Discussion
Bulls can take heart that it appears central banks are working over time to prevent the fundamental collapse in equities that fundamentals say should occur. This weekend the Fed coordinated with the BOJ to smooth out the on-going adjustment in BOJ monetary policy, and equities responded by gapping higher this morning and largely holding their gains alongside a fall in credit default swaps.
The problem for bulls is that negative divergences continue to pile up across the cross-asset spectrum, TIPS break-evens are moving higher on the back of a weakening USD, and the 1987 analog continues to hold.
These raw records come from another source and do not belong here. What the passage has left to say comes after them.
//! API request and response models

use crate::models::ModelMetadata;
use crate::search::SearchFilters;
use crate::storage::{CleanPolicy, IndexEntry, SourceStats};
use crate::utils::format_bytes;
use serde::{Deserialize, Serialize};
use serde_json::{Map, Value};
use std::collections::BTreeMap;
use std::path::PathBuf;

/// Health check response
#[derive(Debug, Serialize, Deserialize)]
pub struct HealthResponse {
    pub status: String,
    pub timestamp: chrono::DateTime<chrono::Utc>,
}

/// Query of `GET /api/v1/models`
#[derive(Debug, Default, Deserialize)]
pub struct ListModelsQuery {
    pub source: Option<String>,
}

/// A locally downloaded model
#[derive(Debug, Serialize, Deserialize)]
pub struct LocalModel {
    pub source: String,
    pub model_id: String,
    pub path: PathBuf,
    pub size_bytes: u64,
    pub size: String,
    pub file_count: usize,
    pub files: Vec<String>,
    pub downloaded_at: chrono::DateTime<chrono::Utc>,
    pub last_used: Option<chrono::DateTime<chrono::Utc>>,
    pub metadata: Map<String, Value>,
}

impl From<IndexEntry> for LocalModel {
    fn from(entry: IndexEntry) -> Self {
        Self {
            size: format_bytes(entry.size_bytes as f64),
            file_count: entry.files.len(),
            source: entry.source,
            model_id: entry.model_id,
            path: entry.path,
            size_bytes: entry.size_bytes,
            files: entry.files,
            downloaded_at: entry.downloaded_at,
            last_used: entry.last_used,
            metadata: entry.metadata,
        }
    }
}

#[derive(Debug, Serialize, Deserialize)]
pub struct ListModelsResponse {
    pub count: usize,
    pub total_size_bytes: u64,
    pub models: Vec<LocalModel>,
}

/// Local entry and remote metadata of one model; at least one is present
#[derive(Debug, Serialize, Deserialize)]
pub struct ModelInfoResponse {
    pub local: Option<LocalModel>,
    pub remote: Option<ModelMetadata>,
}

#[derive(Debug, Serialize, Deserialize)]
pub struct DeleteModelResponse {
    pub deleted: bool,
    pub source: String,
    pub model_id: String,
}

/// Query of `GET /api/v1/search`
///
/// Every filter is optional; values use the same syntax as the CLI flags.
#[derive(Debug, Default, Deserialize)]
pub struct SearchParams {
    #[serde(alias = "q")]
    pub query: Option<String>,
    pub source: Option<String>,
    pub limit: Option<usize>,
    pub author: Option<String>,
    pub format: Option<String>,
    pub params: Option<String>,
    pub size: Option<String>,
    pub task: Option<String>,
    pub license: Option<String>,
    pub architecture: Option<String>,
    pub min_downloads: Option<String>,
    pub quantization: Option<String>,
}

impl SearchParams {
    /// Explicit filters from the query string; invalid values are ignored
    pub fn filters(&self) -> SearchFilters {
        let pairs = [
            ("author", &self.author),
            ("format", &self.format),
            ("params", &self.params),
            ("size", &self.size),
            ("task", &self.task),
            ("license", &self.license),
            ("architecture", &self.architecture),
            ("min_downloads", &self.min_downloads),
            ("quantization", &self.quantization),
        ];

        SearchFilters::from_pairs(
            pairs
                .into_iter()
                .filter_map(|(key, value)| value.as_deref().map(|v| (key, v))),
        )
    }
}

#[derive(Debug, Serialize, Deserialize)]
pub struct SearchResponse {
    pub source: String,
    pub query: Option<String>,
    pub count: usize,
    pub results: Vec<ModelMetadata>,
}

/// Body of `POST /api/v1/downloads`
#[derive(Debug, Serialize, Deserialize)]
pub struct DownloadRequest {
    /// Model id, or a model page URL such as `https://huggingface.co/org/name`
    pub model_id: String,

    /// Defaults to the configured default source
    #[serde(default)]
    pub source: Option<String>,

    #[serde(default)]
    pub force: bool,

    #[serde(default)]
    pub include_patterns: Option<Vec<String>>,
}

#[derive(Debug, Serialize, Deserialize)]
pub struct DownloadResponse {
    pub source: String,
    pub model_id: String,
    pub path: PathBuf,
    pub files: Vec<String>,
    pub size_bytes: u64,
}

#[derive(Debug, Serialize, Deserialize)]
pub struct StatusResponse {
    pub storage_path: PathBuf,
    pub index_file: PathBuf,
    pub model_count: usize,
    pub total_size_bytes: u64,
    pub total_size: String,
    pub max_size_bytes: Option<u64>,
    pub sources: BTreeMap<String, SourceStats>,
    pub registered_sources: Vec<String>,
    pub downloads_in_flight: usize,
}

/// Body of `POST /api/v1/clean`
#[derive(Debug, Serialize, Deserialize)]
pub struct CleanRequest {
    /// Remove models unused for `days`
    #[serde(default)]
    pub unused: bool,

    #[serde(default = "default_clean_days")]
    pub days: u32,

    /// Remove every model
    #[serde(default)]
    pub all: bool,

    #[serde(default)]
    pub dry_run: bool,
}

fn default_clean_days() -> u32 {
    30
}

impl CleanRequest {
    /// `all` wins over `unused`; `None` when neither is set
    pub fn policy(&self) -> Option<CleanPolicy> {
        if self.all {
            Some(CleanPolicy::All)
        } else if self.unused {
            Some(CleanPolicy::UnusedFor(self.days))
        } else {
            None
        }
    }
}

/// Body of `POST /api/v1/export`
#[derive(Debug, Default, Serialize, Deserialize)]
pub struct ExportRequest {
    #[serde(default)]
    pub format: Option<String>,

    #[serde(default)]
    pub source: Option<String>,
}

#[derive(Debug, Serialize, Deserialize)]
pub struct ExportResponse {
    pub format: String,
    pub count: usize,
    /// Paths for `kitt`, model objects for `json`
    pub content: Value,
}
As discussed this morning, in my read of the evidence the playbook is for a sell-off on CPI this week perhaps into Thursday, followed by a relief rally into Powell next Wednesday. Once we get through Powell and September OPEX, the decks should be cleared for a major correction into October…as long as the long end of the curve breaks out to new highs, ala 1987. If rates stay where they are and economic data just sort of hangs in, choppy range-bound action is likely in place until the economy finally cracks.
Exhibits
HY CDX is down today alongside higher equities, but defensives are outperforming and breadth is very poor. The only thing going for bulls here is that VVIX is not up as much as VIX, and VOL has overall faded through the morning. The problem is that VOL is green overall on a green day for stocks. So sort of a neutral signal there, IMO.
The biggest issue for the bulls is the fact TIPS break-evens are on the move again on just a small move down in USD. This is a major reflationary problem for a bull case that rests on the Fed easing off on falling inflation. No bueno.
IMO, the combination of a hot CPI print and a hawkish BOJ could combine to drive rates to new highs this week, ala 1987. The prospect of Powell next Wednesday likely keeps the sell-off contained, but the set-up is there for a 1987 event post-Powell and September OPEX.